Being young and untraveled and in search of adventure I decided my destination was to be the ‘Holy Land’. I had spent so much of my impressionable youth sitting in the third pew of the church, glancing at the brightly colored maps at the back of the Bible as a distraction from the boring service, that it was stuck in my brain. Judea and Samaria and Jerusalem and the Sea of Galilee and the Jordon River somehow represented a mythical land and a worthy quest.

My buddy bailed after we got to New York. He didn’t share the same aspiration. I went on alone, got robbed along the way, traveled by train and boat, discovered strange foreign countries (which was my intention) and eventually found myself in Israel, the home of the Holy Land.

I lived on a kibbutz for awhile because it was free room and board, in exchange for day labor of course. I went to Jerusalem to see the holy city and visited ancient ruins, some still being dug out of the ground and visited the old city with its open air market. The smells and sights of old Jerusalem are still with me in some deep part of my brain.

I had a tourist map that showed a road thru the West Bank all the way from the southern end where Jerusalem is to the northern end and beyond to where my kibbutz was. So I decided to walk it, me and my neon orange backpack with tent attached. I remember walking thru a small Arab village and all the kids coming out to laugh at me and see the strange sight — a single, tall, obviously foreign person walking through their village with a neon orange backpack. They thought it was hilarious.

They found the only person in the village who could speak English, the school teacher, and he came and they offered me food - olives and olive oil and pita bread and goat cheese. I still retain the memory of tasting that food. I still retain the memory of the feeling I had of being welcomed, accommodated even honored by people that were no kin to me. And in that far away and foreign culture I felt more accommodation and acceptance than I do in my own. They offered me what they had to offer, what they had grown and farmed themselves in that rocky soil with an ox driven plow.

Now as I recall this story and calibrate the effect it had on me, I wonder how much those small acts of kindness change the world. I’m still naive about some things. I still think peace is possible. I still want to save the world and I think I know the key. That would not only be naive but arrogant of course but I don’t care.
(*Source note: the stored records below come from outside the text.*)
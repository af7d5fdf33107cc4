use serde::Serialize;

use super::protocol::PanelInfo;

pub const JOG_CHANNEL: &str = "jogValueVariable";
pub const SHUTTLE_CHANNEL: &str = "shuttleValueVariable";
pub const TBAR_CHANNEL: &str = "tbarValueVariable";

/// Optional controls present on a panel, fixed for the panel's lifetime
#[derive(Debug, Clone, Copy, PartialEq, Eq, Default)]
pub struct Capabilities {
    pub jog: bool,
    pub shuttle: bool,
    /// Detected but not forwarded anywhere yet
    pub joystick: bool,
    pub tbar: bool,
}

#[derive(Debug, Clone, Copy, PartialEq, Eq, Serialize)]
#[serde(rename_all = "lowercase")]
pub enum ChannelDirection {
    Input,
}

/// Named value channel for an analog control
#[derive(Debug, Clone, PartialEq, Eq, Serialize)]
pub struct AuxChannel {
    #[serde(rename = "type")]
    pub direction: ChannelDirection,
    pub id: &'static str,
    pub name: &'static str,
    pub description: &'static str,
}

const JOG: AuxChannel = AuxChannel {
    direction: ChannelDirection::Input,
    id: JOG_CHANNEL,
    name: "Variable to store Jog value to",
    description: "This will pulse with -1 or 1 before returning to 0 when rotated.",
};

const SHUTTLE: AuxChannel = AuxChannel {
    direction: ChannelDirection::Input,
    id: SHUTTLE_CHANNEL,
    name: "Variable to store Shuttle value to",
    description: "This produces a value between -7 and 7. You can use an expression to convert it into a different range.",
};

const TBAR: AuxChannel = AuxChannel {
    direction: ChannelDirection::Input,
    id: TBAR_CHANNEL,
    name: "Variable to store T-Bar value to",
    description: "This produces a value between 0 and 255. You can use an expression to convert it into a different range.",
};

impl Capabilities {
    pub fn describe(info: &PanelInfo) -> Self {
        Self {
            jog: info.has_jog,
            shuttle: info.has_shuttle,
            joystick: info.has_joystick,
            tbar: info.has_tbar,
        }
    }

    /// One channel per present analog control, in jog, shuttle, T-bar order
    pub fn auxiliary_channels(&self) -> Vec<AuxChannel> {
        [(self.jog, JOG), (self.shuttle, SHUTTLE), (self.tbar, TBAR)]
            .into_iter()
            .filter_map(|(present, channel)| present.then_some(channel))
            .collect()
    }
}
Maybe just trying to be kind to each other would save the world.

Those people in the little Arab village didn’t know that I would be talking about this 50 years later to an audience of people they had never seen, never heard of and couldn’t imagine, but it happened. Imagine that.

A ripple in still water. Grateful Dead. A great metaphor.

And neither did that guy in the JFK international terminal who conned me out of my cash as I was just beginning my journey. That was an experience. He was so smooth I didn’t even know I was robbed until my flight was boarding. Oh gees, what do I do now? was my first thought. Abort or board? I got no money. There was a strange wild freedom feeling in getting on that plane and flying to Europe with no money. I knew something was going to happen, I just didn’t know what.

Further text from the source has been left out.